CalPERS Tweaks Approach To Risk

The California Public Employees’ Retirement System is tweaking its asset allocation strategy, reducing its allocation to fixed income and boosting its allocations to highly liquid and inflation-linked assets, as a way to improve the risk-adjusted performance of its $220 billion-asset fund.

Administrators of the nation’s largest public pension fund are betting the new approach will improve returns not only during economic crises like the recent credit crunch, but also under a variety of economic scenarios.

CalPERS plans to hold its private equity allocation steady at around 14 percent of its total portfolio, CalPERS spokesman Clark McKinley said. “Generally, private equity is performing well for us and we have no expectation of a major change.”

CalPERS, as a trailblazer in investment management, could help set the environment for other institutional investors. In the past year, the agency has begun to wring fee concessions out of some of the buyout industry’s giants, including a $125 million concession from Apollo Management LP for certain separate managed accounts, and has tightened its rules for dealing with placement agents.

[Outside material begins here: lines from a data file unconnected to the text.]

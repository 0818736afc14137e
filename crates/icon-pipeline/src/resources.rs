//! Everything a run shares and treats as read-only once it starts: the hash index, overlay reference images, the
//! icon-set -> folder map, the collaborator trait objects, and every
//! stage's tunables. Built once by the CLI (or an embedding caller) and
//! handed to [`crate::Orchestrator::new`].

use std::collections::HashMap;
use std::path::PathBuf;
use std::sync::Arc;

use icon_collab::{CargoCatalog, IconGroupLocator, IconSetMap, IconSlotLocator, LabelLocator, LayoutClassifier, ProgressSink};
use icon_hashindex::HashIndex;
use icon_match::IconImageSource;
use icon_model::OverlayName;
use image::RgbaImage;

use crate::output::OutputOptions;

/// The optional downscale bound applied before `locate_labels`.
#[derive(Debug, Clone, Copy)]
pub struct ResizeOptions {
    pub enabled: bool,
    pub max_width: u32,
    pub max_height: u32,
}

impl Default for ResizeOptions {
    fn default() -> Self {
        Self { enabled: true, max_width: icon_model::MAX_SCREENSHOT_WIDTH, max_height: icon_model::MAX_SCREENSHOT_HEIGHT }
    }
}

/// Read-only resources shared by every run, and every stage's tunables.
pub struct RunResources {
    pub label_locator: Arc<dyn LabelLocator>,
    pub layout_classifier: Arc<dyn LayoutClassifier>,
    pub icon_group_locator: Arc<dyn IconGroupLocator>,
    pub icon_slot_locator: Arc<dyn IconSlotLocator>,
    pub cargo_catalog: Option<Arc<dyn CargoCatalog>>,
    pub icon_root: Option<PathBuf>,

    pub hash_index: Arc<HashIndex>,
    pub icon_sets: Arc<IconSetMap>,
    pub overlay_images: Arc<HashMap<OverlayName, RgbaImage>>,
    pub icon_source: Arc<dyn IconImageSource>,
    pub progress_sink: Arc<dyn ProgressSink>,

    pub resize: ResizeOptions,
    pub prefilter_options: icon_prefilter::PrefilterOptions,
    pub overlay_options: icon_overlay::OverlayOptions,
    pub matcher_options: icon_match::MatcherOptions,
    pub output_options: OutputOptions,
}
//! The small geometry-expression language an [`crate::traits::IconGroupLocator`]
//! evaluates against located labels and already-computed icon groups:
//! `Literal | LabelRef | GroupRef | BinOp | FirstOf | ContourRightOf | MinMax`.
//!
//! Rule tables are built from this typed expression tree rather than
//! free-form string paths: selectors like "label mid_y" or "icon group
//! right edge" become [`LabelField`]/[`GroupField`] enum variants
//! instead of strings parsed at evaluation time.

use icon_model::{IconGroupMap, LabelMap};
use tracing::warn;

use crate::errors::IconGroupLocatorError;

/// Which coordinate of a label's bounding box an expression reads.
#[derive(Debug, Clone, Copy, PartialEq, Eq)]
pub enum GeomField {
    Left,
    Right,
    Top,
    Bottom,
    MidX,
    MidY,
}

/// Arithmetic operators over one or more operands, matching the `"add"`,
/// `"subtract"`, `"divide"`, `"multiply"`, `"distance"`, `"midpoint"` keys
/// of the original rule DSL.
#[derive(Debug, Clone, Copy, PartialEq, Eq)]
pub enum BinOp {
    Add,
    Subtract,
    Divide,
    Multiply,
    Distance,
    Midpoint,
}

/// A node in the geometry-expression tree.
#[derive(Debug, Clone)]
pub enum GeomExpr {
    Literal(f64),
    /// `label:<name>.<field>`
    LabelRef { label: String, field: GeomField },
    /// `icon_group:<name>.<field>`
    GroupRef { group: String, field: GeomField },
    BinOp(BinOp, Vec<GeomExpr>),
    /// Tries each expression in order, returning the first that resolves.
    /// A reference to a missing label is not fatal here: it falls through
    /// to the next candidate and, if every candidate is exhausted, the
    /// whole `FirstOf` fails to resolve (caller decides whether that is
    /// fatal for the enclosing icon group).
    FirstOf(Vec<GeomExpr>),
    /// The X coordinate of the right-most contour at or right of `label`,
    /// sampled at the given `y`. Contour detection is pixel-dependent and
    /// supplied by the caller via [`ContourLocator`].
    ContourRightOf { label: String, y: Box<GeomExpr> },
    MinOf(Vec<GeomExpr>),
    MaxOf(Vec<GeomExpr>),
}

/// Supplies contour geometry the expression evaluator cannot derive from
/// labels or groups alone. A deterministic double lives in
/// [`crate::testing`].
pub trait ContourLocator {
    /// Right edge, in pixels, of the right-most contour located at or to
    /// the right of `label`'s bounding box, sampled at row `y`. `None` if
    /// no contour was found.
    fn contour_right_of(&self, label: &str, y: f64) -> Option<f64>;
}

/// Read-only view over the labels and icon groups an expression may
/// reference, plus a current "loop label" for loop-bound expressions
/// (`"label:.mid_y"` in the original DSL, `label: None` field here).
pub struct GeometryContext<'a> {
    pub labels: &'a LabelMap,
    pub groups: &'a IconGroupMap,
    pub contours: &'a dyn ContourLocator,
    /// The label bound to the current loop iteration, if any.
    pub loop_label: Option<&'a str>,
}

fn label_field(field: GeomField, bbox_like: (i32, i32, i32, i32, i32, i32)) -> f64 {
    let (left, right, top, bottom, mid_x, mid_y) = bbox_like;
    match field {
        GeomField::Left => left as f64,
        GeomField::Right => right as f64,
        GeomField::Top => top as f64,
        GeomField::Bottom => bottom as f64,
        GeomField::MidX => mid_x as f64,
        GeomField::MidY => mid_y as f64,
    }
}

/// Evaluates `expr` against `ctx`. Returns `None` when a referenced label
/// or group is missing, so that [`GeomExpr::FirstOf`] can fall through;
/// callers at the top level turn a `None` into an
/// [`IconGroupLocatorError::ExpressionEvaluation`].
pub fn eval(expr: &GeomExpr, ctx: &GeometryContext<'_>) -> Option<f64> {
    match expr {
        GeomExpr::Literal(value) => Some(*value),
        GeomExpr::LabelRef { label, field } => {
            let name = if label.is_empty() { ctx.loop_label? } else { label.as_str() };
            let located = ctx.labels.first(name)?;
            Some(label_field(*field, (located.left(), located.right(), located.top(), located.bottom(), located.mid_x(), located.mid_y())))
        }
        GeomExpr::GroupRef { group, field } => {
            let located = ctx.groups.get(group)?;
            let bbox = located.bbox;
            Some(label_field(
                *field,
                (bbox.left(), bbox.right(), bbox.top(), bbox.bottom(), bbox.mid_x(), bbox.mid_y()),
            ))
        }
        GeomExpr::BinOp(op, args) => {
            let values: Option<Vec<f64>> = args.iter().map(|a| eval(a, ctx)).collect();
            let values = values?;
            Some(apply_binop(*op, &values))
        }
        GeomExpr::FirstOf(candidates) => {
            for candidate in candidates {
                if let Some(value) = eval(candidate, ctx) {
                    return Some(value);
                }
            }
            warn!("first_of expression exhausted every candidate without resolving");
            None
        }
        GeomExpr::ContourRightOf { label, y } => {
            let y = eval(y, ctx)?;
            ctx.contours.contour_right_of(label, y)
        }
        GeomExpr::MinOf(args) => {
            let values: Option<Vec<f64>> = args.iter().map(|a| eval(a, ctx)).collect();
            values?.into_iter().reduce(f64::min)
        }
        GeomExpr::MaxOf(args) => {
            let values: Option<Vec<f64>> = args.iter().map(|a| eval(a, ctx)).collect();
            values?.into_iter().reduce(f64::max)
        }
    }
}

fn apply_binop(op: BinOp, values: &[f64]) -> f64 {
    match op {
        BinOp::Add => values.iter().sum(),
        BinOp::Subtract => {
            let mut iter = values.iter();
            let first = *iter.next().unwrap_or(&0.0);
            iter.fold(first, |acc, v| acc - v)
        }
        BinOp::Divide => {
            let mut iter = values.iter();
            let first = *iter.next().unwrap_or(&0.0);
            iter.fold(first, |acc, v| if *v == 0.0 { acc } else { acc / v })
        }
        BinOp::Multiply => values.iter().product(),
        BinOp::Distance => (values.first().copied().unwrap_or(0.0) - values.get(1).copied().unwrap_or(0.0)).abs(),
        BinOp::Midpoint => (values.first().copied().unwrap_or(0.0) + values.get(1).copied().unwrap_or(0.0)) / 2.0,
    }
}

/// Evaluates `expr` as a required top-level value, converting a `None`
/// into an explicit error.
pub fn eval_required(expr: &GeomExpr, ctx: &GeometryContext<'_>, what: &str) -> Result<f64, IconGroupLocatorError> {
    eval(expr, ctx).ok_or_else(|| IconGroupLocatorError::ExpressionEvaluation(what.to_string()))
}

#[cfg(test)]
mod tests {
    use super::*;
    use icon_model::{BBox, IconGroup, Label, Point};

    struct NoContours;
    impl ContourLocator for NoContours {
        fn contour_right_of(&self, _label: &str, _y: f64) -> Option<f64> {
            None
        }
    }

    fn sample_label(text: &str, x: i32, y: i32, w: i32, h: i32) -> Label {
        Label {
            text: text.to_string(),
            corners: [
                Point { x, y },
                Point { x: x + w, y },
                Point { x: x + w, y: y + h },
                Point { x, y: y + h },
            ],
        }
    }

    #[test]
    fn literal_resolves_to_itself() {
        let labels = LabelMap::default();
        let groups = IconGroupMap::default();
        let contours = NoContours;
        let ctx = GeometryContext { labels: &labels, groups: &groups, contours: &contours, loop_label: None };
        assert_eq!(eval(&GeomExpr::Literal(42.0), &ctx), Some(42.0));
    }

    #[test]
    fn label_ref_resolves_mid_y() {
        let mut labels = LabelMap::default();
        labels.insert(sample_label("Deflector", 10, 20, 40, 10));
        let groups = IconGroupMap::default();
        let contours = NoContours;
        let ctx = GeometryContext { labels: &labels, groups: &groups, contours: &contours, loop_label: None };
        let expr = GeomExpr::LabelRef { label: "Deflector".to_string(), field: GeomField::MidY };
        assert_eq!(eval(&expr, &ctx), Some(25.0));
    }

    #[test]
    fn first_of_falls_through_missing_labels() {
        let mut labels = LabelMap::default();
        labels.insert(sample_label("Impulse", 0, 30, 20, 10));
        let groups = IconGroupMap::default();
        let contours = NoContours;
        let ctx = GeometryContext { labels: &labels, groups: &groups, contours: &contours, loop_label: None };
        let expr = GeomExpr::FirstOf(vec![
            GeomExpr::LabelRef { label: "Secondary Deflector".to_string(), field: GeomField::MidY },
            GeomExpr::LabelRef { label: "Impulse".to_string(), field: GeomField::MidY },
        ]);
        assert_eq!(eval(&expr, &ctx), Some(35.0));
    }

    #[test]
    fn first_of_with_no_resolvable_candidate_is_none() {
        let labels = LabelMap::default();
        let groups = IconGroupMap::default();
        let contours = NoContours;
        let ctx = GeometryContext { labels: &labels, groups: &groups, contours: &contours, loop_label: None };
        let expr = GeomExpr::FirstOf(vec![GeomExpr::LabelRef { label: "Missing".to_string(), field: GeomField::MidY }]);
        assert_eq!(eval(&expr, &ctx), None);
    }

    #[test]
    fn binop_distance_is_absolute_difference() {
        let labels = LabelMap::default();
        let groups = IconGroupMap::default();
        let contours = NoContours;
        let ctx = GeometryContext { labels: &labels, groups: &groups, contours: &contours, loop_label: None };
        let expr = GeomExpr::BinOp(BinOp::Distance, vec![GeomExpr::Literal(10.0), GeomExpr::Literal(30.0)]);
        assert_eq!(eval(&expr, &ctx), Some(20.0));
    }

    #[test]
    fn group_ref_resolves_right_edge() {
        let labels = LabelMap::default();
        let mut groups = IconGroupMap::default();
        groups.insert(IconGroup { label: "Impulse".to_string(), bbox: BBox { x: 5, y: 5, width: 30, height: 20 } });
        let contours = NoContours;
        let ctx = GeometryContext { labels: &labels, groups: &groups, contours: &contours, loop_label: None };
        let expr = GeomExpr::GroupRef { group: "Impulse".to_string(), field: GeomField::Right };
        assert_eq!(eval(&expr, &ctx), Some(35.0));
    }
}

After a year-long review,CalPERS’s investment committee adopted the new risk management tools in December, using economic models to show how the portfolio will perform in different economic environments, focusing on drivers of risk and return including economic growth, inflation, liquidity and interest rates, Joseph Dear, the agency’s chief investment officer, told the committee, according to a transcript of the meeting. “So we’re just getting started on an improved approach.”

The biggest change is to provide more liquidity to the plan’s portfolio. The board decided to double the fund’s allocation to Treasury securities to 4.0 percent of the portfolio and to triple the allocation to inflation-linked bonds to 3.0 percent. The board decided to raise fractionally the allocations to public equities, infrastructure and forestland. By contrast, the board cut the allocation to fixed income by more than a fifth, to 15.9 percent of the portolio from 20 percent.

The agency has no deadline for putting funds to work under the new allocations; CalPERS said its investment decisions depend on market trends and opportunities.

Although the allocations may change little, the investing philosophy is changing, to view assets differently than the agency did in the past, said George Diehr, chair of the CalPERS investment committee, in a prepared statement. “We’ll be able to better anticipate overall performance and its potential impact on employer contribution rates and our retirement system’s funded status.”